For Shu Yang, ideas are everywhere. Sometimes nature provokes inspiration. Other times, a problem causes Yang to see a solution that already exists in the natural world. While trying to create a “building envelope” that could reflect sunlight and collect water to passively heat and cool buildings, she looked to tornado vortices for a new structure for perforated window covers. The dry, grooved skin of the African elephant helped her envision a new kind of stucco that would keep temperatures down in regions experiencing life-threatening heat waves. Yang also developed an adhesive that’s strong enough to hold shelving on walls yet porous enough to be removed if the glue is remoistened. Snail secretion gave her a model to perfect the design. 

Yang, a materials scientist at the University of Pennsylvania, consults the natural world when looking to solve humanity’s problems. Pharmaceutical companies mine biology to develop drugs and vaccines, Yang once told herself. Could she do the same thing with engineering? She employs what’s called biomimicry: studying organically occurring structures and rethinking them to inspire new and often more sustainable solutions that meet human needs.  

Growing up in China, Yang says her family didn’t have a lot of money. So by necessity she looked outside for entertainment. “There’s not too many things to explore other than nature,” Yang says. Her father was an English professor, and her mother was a physical education teacher. “That’s why I’m also a sprinter,” Yang says of her prolific pace. 

While many scientists are wary of speaking about developing theories or unpublished work, Yang isn’t precious. “I have tons of ideas,” she says. Being open during the iterative process also allows her to collaborate with people who have expertise in other fields; she works with biologists, material scientists, and textile engineers. 
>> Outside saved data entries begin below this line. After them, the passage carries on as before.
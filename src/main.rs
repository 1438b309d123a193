//! MLB metrics service
//!
//! Serves the HTTP API, or runs one-off player lookups and offline training.

use clap::{Parser, Subcommand};
use mlb_metrics::{
    api::{self, AppState},
    client::{MlbDataClient, StatsProvider},
    config::Config,
    ml::{FeatureSelector, ModelRegistry, ModelTrainerEvaluator, ModelType},
    types::RawRow,
};
use std::sync::Arc;
use std::time::Duration;
use tracing_subscriber::{layer::SubscriberExt, util::SubscriberInitExt};

#[derive(Parser)]
#[command(name = "mlb-metrics")]
#[command(about = "MLB player metrics API and swing-outcome models")]
struct Cli {
    #[command(subcommand)]
    command: Commands,

    /// Config file path
    #[arg(short, long, default_value = "config.toml")]
    config: String,
}

#[derive(Subcommand)]
enum Commands {
    /// Run the HTTP API
    Serve,
    /// Resolve a player name to an MLBAM id
    Lookup {
        last_name: String,
        first_name: String,
        /// Which of several same-named players to return
        #[arg(short, long, default_value = "0")]
        index: usize,
    },
    /// Train a model on a JSON file of Statcast rows and print the report
    Train {
        /// JSON array of pitch records
        #[arg(short, long)]
        input: String,
        #[arg(short, long, default_value = "logistic_regression")]
        model_type: String,
    },
}

#[tokio::main]
async fn main() -> anyhow::Result<()> {
    tracing_subscriber::registry()
        .with(tracing_subscriber::fmt::layer())
        .with(tracing_subscriber::EnvFilter::from_default_env())
        .init();

    let cli = Cli::parse();
    let config = Config::load(&cli.config)?;

    match cli.command {
        Commands::Serve => serve(config).await,
        Commands::Lookup {
            last_name,
            first_name,
            index,
        } => lookup(config, &last_name, &first_name, index).await,
        Commands::Train { input, model_type } => train(config, &input, &model_type),
    }
}

async fn serve(config: Config) -> anyhow::Result<()> {
    let provider = Arc::new(MlbDataClient::new(&config.providers)?);
    let trainer = ModelTrainerEvaluator::from_config(&config.model)?;
    let state = AppState::new(provider, Arc::new(ModelRegistry::new()))
        .with_trainer(trainer)
        .with_train_timeout(config.model.train_timeout_secs.map(Duration::from_secs));

    tracing::info!(
        "Starting MLB metrics API (stats={}, savant={})",
        config.providers.stats_api_url,
        config.providers.savant_url
    );
    api::start_server(Arc::new(state), &config.server.host, config.server.port).await?;
    Ok(())
}

async fn lookup(
    config: Config,
    last_name: &str,
    first_name: &str,
    index: usize,
) -> anyhow::Result<()> {
    let client = MlbDataClient::new(&config.providers)?;
    let player_id = client.player_id(last_name, first_name, index).await?;
    println!("{} {}: {}", first_name, last_name, player_id);
    Ok(())
}

fn train(config: Config, input: &str, model_type: &str) -> anyhow::Result<()> {
    let model_type: ModelType = model_type.parse()?;
    let raw = std::fs::read_to_string(input)?;
    let rows: Vec<RawRow> = serde_json::from_str(&raw)?;

    let table = FeatureSelector::default().select(&rows)?;
    tracing::info!("{} of {} rows usable for training", table.len(), rows.len());

    let trainer = ModelTrainerEvaluator::from_config(&config.model)?;
    let (_, report) = trainer.train(&table, model_type)?;
    println!("{}", serde_json::to_string_pretty(&report)?);
    Ok(())
}
//! HTTP API
//!
//! JSON endpoints under `/api/v1` for player lookups, derived metrics and
//! the swing-outcome model, plus a plain-text `/health` probe.

mod handlers;

#[cfg(test)]
mod tests;

use crate::client::StatsProvider;
use crate::error::{MetricsError, Result};
use crate::metrics::{Clock, SystemClock};
use crate::ml::{FeatureSelector, ModelRegistry, ModelTrainerEvaluator, PredictionService};
use axum::{
    http::StatusCode,
    response::{IntoResponse, Json, Response},
    routing::{get, post},
    Router,
};
use serde_json::json;
use std::sync::Arc;
use std::time::Duration;
use tracing::{error, info, warn};

/// Shared state handed to every handler
pub struct AppState {
    pub provider: Arc<dyn StatsProvider>,
    pub clock: Arc<dyn Clock>,
    pub selector: FeatureSelector,
    pub trainer: ModelTrainerEvaluator,
    pub predictor: PredictionService,
    /// Upper bound on one training request
    pub train_timeout: Option<Duration>,
}

impl AppState {
    pub fn new(provider: Arc<dyn StatsProvider>, registry: Arc<ModelRegistry>) -> Self {
        Self {
            provider,
            clock: Arc::new(SystemClock),
            selector: FeatureSelector::default(),
            trainer: ModelTrainerEvaluator::default(),
            predictor: PredictionService::new(registry),
            train_timeout: None,
        }
    }

    pub fn with_clock(mut self, clock: Arc<dyn Clock>) -> Self {
        self.clock = clock;
        self
    }

    pub fn with_trainer(mut self, trainer: ModelTrainerEvaluator) -> Self {
        self.trainer = trainer;
        self
    }

    pub fn with_train_timeout(mut self, timeout: Option<Duration>) -> Self {
        self.train_timeout = timeout;
        self
    }

    pub fn registry(&self) -> &Arc<ModelRegistry> {
        self.predictor.registry()
    }
}

/// Error response body: `{"error": message}` with the mapped status
#[derive(Debug)]
pub struct ApiError(pub MetricsError);

impl From<MetricsError> for ApiError {
    fn from(err: MetricsError) -> Self {
        ApiError(err)
    }
}

impl IntoResponse for ApiError {
    fn into_response(self) -> Response {
        let status = StatusCode::from_u16(self.0.status_code())
            .unwrap_or(StatusCode::INTERNAL_SERVER_ERROR);
        if status.is_server_error() {
            error!("Request failed: {}", self.0);
        } else {
            warn!("Request rejected ({}): {}", status.as_u16(), self.0);
        }
        (status, Json(json!({ "error": self.0.to_string() }))).into_response()
    }
}

pub type ApiResult<T> = std::result::Result<T, ApiError>;

/// Build the router
pub fn create_router(state: Arc<AppState>) -> Router {
    let api = Router::new()
        .route("/player-id", get(handlers::player_id))
        .route("/player-general-metrics", get(handlers::player_general_metrics))
        .route("/player-specific-metrics", get(handlers::player_specific_metrics))
        .route(
            "/player-career-timeline",
            get(handlers::player_career_timeline).post(handlers::career_timeline_from_metrics),
        )
        .route("/plate-crossing-metrics", get(handlers::plate_crossing_metrics))
        .route("/pitcher-model-data", post(handlers::pitcher_model_data))
        .route("/train-model", post(handlers::train_model))
        .route("/predict", post(handlers::predict));

    Router::new()
        .route("/health", get(handlers::health_check))
        .nest("/api/v1", api)
        .with_state(state)
}

/// Bind and serve until the process is stopped
pub async fn start_server(state: Arc<AppState>, host: &str, port: u16) -> Result<()> {
    let app = create_router(state);
    let addr = format!("{}:{}", host, port);

    let listener = tokio::net::TcpListener::bind(&addr).await?;
    info!("MLB metrics API listening on http://{}", addr);
    axum::serve(listener, app).await?;

    Ok(())
}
Once again, the environment provides help: “Penn is really the melting pot,” Yang says. “Because everything is within five to 10 minutes’ walking [distance]—medical school, art and science, design school, and dental school.” She learned to love geometry from Randall Kamien, a colleague in the physics department who showed her that the same geometry can take on different forms across different materials and scales, and how a rigid material can become ultrasoft and expandable simply by introducing cuts. By working with architects, she developed those geometric forms for real-world applications, such as improving building energy efficiency but at a larger scale with low-cost materials. Plastic surgeons’ desire for breast cancer patients’ speedy recovery following a mastectomy led to a medical innovation on a smaller scale: kirigami wrappers to support breast implants. Now Yang is working with a pediatric neurosurgeon to adjust the adhesive she developed as a more gentle and easier to apply alternative to sutures or superglue.

“I don’t think I’m the supersmart person, but I bring the smart people together,” she says. “And any new idea, after a year or two, becomes an old idea.” In the meantime, Yang can focus on her next idea, while her partners take what they’ve worked on together to a place she might never have imagined. One recent collaboration, which originated with the U.S. Department of Energy, is 3D-printed concrete. The technique significantly reduces the environmental impact of producing concrete and cement, which is responsible for about 8 percent of all human-made carbon emissions. Yang’s concrete is made in part from a siliceous skeleton that absorbs carbon dioxide throughout the life of the material. “It’s really a wonderful choice,” Yang says with a smile. An organically occurring structure with a similar strength and porosity: honeycombs.